Work item: Identify each line below containing the string "LifecycleHook" and copy it.
*** Source data Section Begins ***
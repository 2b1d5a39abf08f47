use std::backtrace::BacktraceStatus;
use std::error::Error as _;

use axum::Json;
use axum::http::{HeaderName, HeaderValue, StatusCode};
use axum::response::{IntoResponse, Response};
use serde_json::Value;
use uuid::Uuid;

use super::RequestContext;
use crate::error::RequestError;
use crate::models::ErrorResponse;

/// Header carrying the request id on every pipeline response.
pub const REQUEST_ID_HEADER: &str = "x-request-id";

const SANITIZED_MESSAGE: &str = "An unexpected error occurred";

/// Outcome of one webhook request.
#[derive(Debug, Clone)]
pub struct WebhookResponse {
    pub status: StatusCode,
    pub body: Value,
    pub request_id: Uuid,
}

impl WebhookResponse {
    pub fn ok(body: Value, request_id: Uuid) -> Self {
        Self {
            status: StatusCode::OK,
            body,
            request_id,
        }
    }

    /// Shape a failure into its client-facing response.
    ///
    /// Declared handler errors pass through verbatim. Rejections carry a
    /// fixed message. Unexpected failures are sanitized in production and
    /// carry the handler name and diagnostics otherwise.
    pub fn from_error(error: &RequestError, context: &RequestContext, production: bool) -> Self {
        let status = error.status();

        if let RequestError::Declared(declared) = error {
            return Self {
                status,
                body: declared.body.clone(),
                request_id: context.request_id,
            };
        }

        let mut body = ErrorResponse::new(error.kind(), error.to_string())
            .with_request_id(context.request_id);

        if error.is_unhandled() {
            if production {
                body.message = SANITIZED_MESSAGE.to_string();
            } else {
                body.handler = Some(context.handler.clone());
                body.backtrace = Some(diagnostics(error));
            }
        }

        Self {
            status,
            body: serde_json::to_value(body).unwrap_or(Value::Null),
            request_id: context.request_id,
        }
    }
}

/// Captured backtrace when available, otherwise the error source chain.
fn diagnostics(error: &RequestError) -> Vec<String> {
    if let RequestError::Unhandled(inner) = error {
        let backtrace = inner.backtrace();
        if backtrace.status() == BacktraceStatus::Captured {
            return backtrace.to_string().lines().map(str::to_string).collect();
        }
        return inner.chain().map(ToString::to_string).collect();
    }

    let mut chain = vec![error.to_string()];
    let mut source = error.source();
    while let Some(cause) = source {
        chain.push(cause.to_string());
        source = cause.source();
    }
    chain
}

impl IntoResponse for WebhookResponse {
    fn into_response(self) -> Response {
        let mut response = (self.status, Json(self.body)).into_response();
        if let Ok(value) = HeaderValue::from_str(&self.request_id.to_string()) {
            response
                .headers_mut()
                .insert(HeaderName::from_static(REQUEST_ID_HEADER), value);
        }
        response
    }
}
*** Source data Section Ends ***
*** Source data Section Begins ***
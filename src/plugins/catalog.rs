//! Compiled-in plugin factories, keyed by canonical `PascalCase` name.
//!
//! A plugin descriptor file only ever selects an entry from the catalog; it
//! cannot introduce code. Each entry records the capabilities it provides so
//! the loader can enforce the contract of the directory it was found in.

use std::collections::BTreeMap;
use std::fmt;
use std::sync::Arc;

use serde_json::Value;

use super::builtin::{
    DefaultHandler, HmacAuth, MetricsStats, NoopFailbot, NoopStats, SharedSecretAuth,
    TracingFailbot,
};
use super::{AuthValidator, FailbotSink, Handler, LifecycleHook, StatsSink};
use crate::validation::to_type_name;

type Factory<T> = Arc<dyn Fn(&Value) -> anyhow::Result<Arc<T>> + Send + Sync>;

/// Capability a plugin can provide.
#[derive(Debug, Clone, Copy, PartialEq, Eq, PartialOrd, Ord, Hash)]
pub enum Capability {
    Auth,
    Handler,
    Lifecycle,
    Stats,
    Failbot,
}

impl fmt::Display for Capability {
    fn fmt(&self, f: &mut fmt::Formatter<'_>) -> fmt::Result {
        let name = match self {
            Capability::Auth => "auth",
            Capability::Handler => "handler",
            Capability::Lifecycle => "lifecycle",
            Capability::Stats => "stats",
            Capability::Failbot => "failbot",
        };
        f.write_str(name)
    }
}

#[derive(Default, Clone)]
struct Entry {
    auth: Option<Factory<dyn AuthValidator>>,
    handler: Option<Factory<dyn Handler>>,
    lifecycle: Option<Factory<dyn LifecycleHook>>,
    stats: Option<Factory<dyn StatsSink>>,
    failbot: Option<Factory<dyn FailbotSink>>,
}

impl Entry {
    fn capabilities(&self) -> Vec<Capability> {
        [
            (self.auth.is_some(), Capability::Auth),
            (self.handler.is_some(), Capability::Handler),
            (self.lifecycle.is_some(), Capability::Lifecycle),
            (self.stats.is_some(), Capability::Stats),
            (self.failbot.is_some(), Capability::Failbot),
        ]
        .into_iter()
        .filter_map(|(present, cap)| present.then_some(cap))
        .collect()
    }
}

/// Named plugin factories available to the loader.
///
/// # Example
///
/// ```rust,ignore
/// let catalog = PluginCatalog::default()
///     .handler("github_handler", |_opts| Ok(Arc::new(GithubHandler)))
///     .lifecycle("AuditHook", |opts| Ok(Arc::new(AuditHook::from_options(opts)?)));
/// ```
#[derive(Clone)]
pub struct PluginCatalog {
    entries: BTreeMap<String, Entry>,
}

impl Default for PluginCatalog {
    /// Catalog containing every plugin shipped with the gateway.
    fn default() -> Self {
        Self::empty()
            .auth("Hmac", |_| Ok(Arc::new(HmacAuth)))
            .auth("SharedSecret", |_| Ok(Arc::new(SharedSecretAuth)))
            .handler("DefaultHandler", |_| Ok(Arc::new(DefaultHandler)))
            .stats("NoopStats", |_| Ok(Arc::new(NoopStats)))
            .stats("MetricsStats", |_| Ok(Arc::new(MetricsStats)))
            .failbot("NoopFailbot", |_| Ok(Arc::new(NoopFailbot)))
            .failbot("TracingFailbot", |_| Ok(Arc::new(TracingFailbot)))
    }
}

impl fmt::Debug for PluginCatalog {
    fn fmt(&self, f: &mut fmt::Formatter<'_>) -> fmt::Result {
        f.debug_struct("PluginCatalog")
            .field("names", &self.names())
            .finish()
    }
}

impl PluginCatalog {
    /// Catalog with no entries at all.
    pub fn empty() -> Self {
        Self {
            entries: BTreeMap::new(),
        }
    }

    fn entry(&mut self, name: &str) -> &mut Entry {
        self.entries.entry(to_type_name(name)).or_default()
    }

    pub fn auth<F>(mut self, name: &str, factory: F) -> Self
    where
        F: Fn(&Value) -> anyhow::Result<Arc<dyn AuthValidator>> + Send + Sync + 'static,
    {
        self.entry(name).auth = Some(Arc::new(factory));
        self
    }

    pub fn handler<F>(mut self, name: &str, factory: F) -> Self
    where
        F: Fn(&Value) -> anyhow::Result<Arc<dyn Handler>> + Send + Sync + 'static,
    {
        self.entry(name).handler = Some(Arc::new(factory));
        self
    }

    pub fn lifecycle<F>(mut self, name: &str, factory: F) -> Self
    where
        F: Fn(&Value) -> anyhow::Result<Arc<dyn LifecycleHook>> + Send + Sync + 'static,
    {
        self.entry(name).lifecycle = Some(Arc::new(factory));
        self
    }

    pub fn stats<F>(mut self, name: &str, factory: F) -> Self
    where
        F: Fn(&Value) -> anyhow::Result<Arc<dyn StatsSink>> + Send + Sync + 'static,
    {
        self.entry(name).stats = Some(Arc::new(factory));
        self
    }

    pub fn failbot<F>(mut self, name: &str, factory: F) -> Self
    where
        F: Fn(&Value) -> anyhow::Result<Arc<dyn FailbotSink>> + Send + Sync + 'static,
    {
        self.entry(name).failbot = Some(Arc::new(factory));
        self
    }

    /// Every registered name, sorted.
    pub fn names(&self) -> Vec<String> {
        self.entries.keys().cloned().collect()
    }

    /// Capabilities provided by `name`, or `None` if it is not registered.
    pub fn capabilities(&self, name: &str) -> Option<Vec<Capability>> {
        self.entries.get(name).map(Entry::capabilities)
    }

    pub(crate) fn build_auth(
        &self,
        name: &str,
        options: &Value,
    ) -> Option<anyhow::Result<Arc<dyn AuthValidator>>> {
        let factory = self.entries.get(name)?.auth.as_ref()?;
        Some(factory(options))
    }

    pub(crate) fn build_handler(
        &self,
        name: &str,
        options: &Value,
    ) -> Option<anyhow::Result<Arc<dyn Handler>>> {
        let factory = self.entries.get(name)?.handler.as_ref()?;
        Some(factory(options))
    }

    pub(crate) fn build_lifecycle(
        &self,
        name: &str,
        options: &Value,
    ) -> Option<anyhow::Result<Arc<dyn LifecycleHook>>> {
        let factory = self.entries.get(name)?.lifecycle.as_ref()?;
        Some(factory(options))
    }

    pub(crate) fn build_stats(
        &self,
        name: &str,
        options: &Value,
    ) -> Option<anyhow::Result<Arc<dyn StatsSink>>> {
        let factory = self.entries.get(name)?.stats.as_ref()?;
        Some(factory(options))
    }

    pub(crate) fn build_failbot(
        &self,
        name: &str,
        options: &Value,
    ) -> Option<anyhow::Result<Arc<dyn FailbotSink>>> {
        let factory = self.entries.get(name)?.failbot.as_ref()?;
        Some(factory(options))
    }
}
*** Source data Section Ends ***
Completed task:
use super::{AuthValidator, FailbotSink, Handler, LifecycleHook, StatsSink};
    lifecycle: Option<Factory<dyn LifecycleHook>>,
        F: Fn(&Value) -> anyhow::Result<Arc<dyn LifecycleHook>> + Send + Sync + 'static,
    ) -> Option<anyhow::Result<Arc<dyn LifecycleHook>>> {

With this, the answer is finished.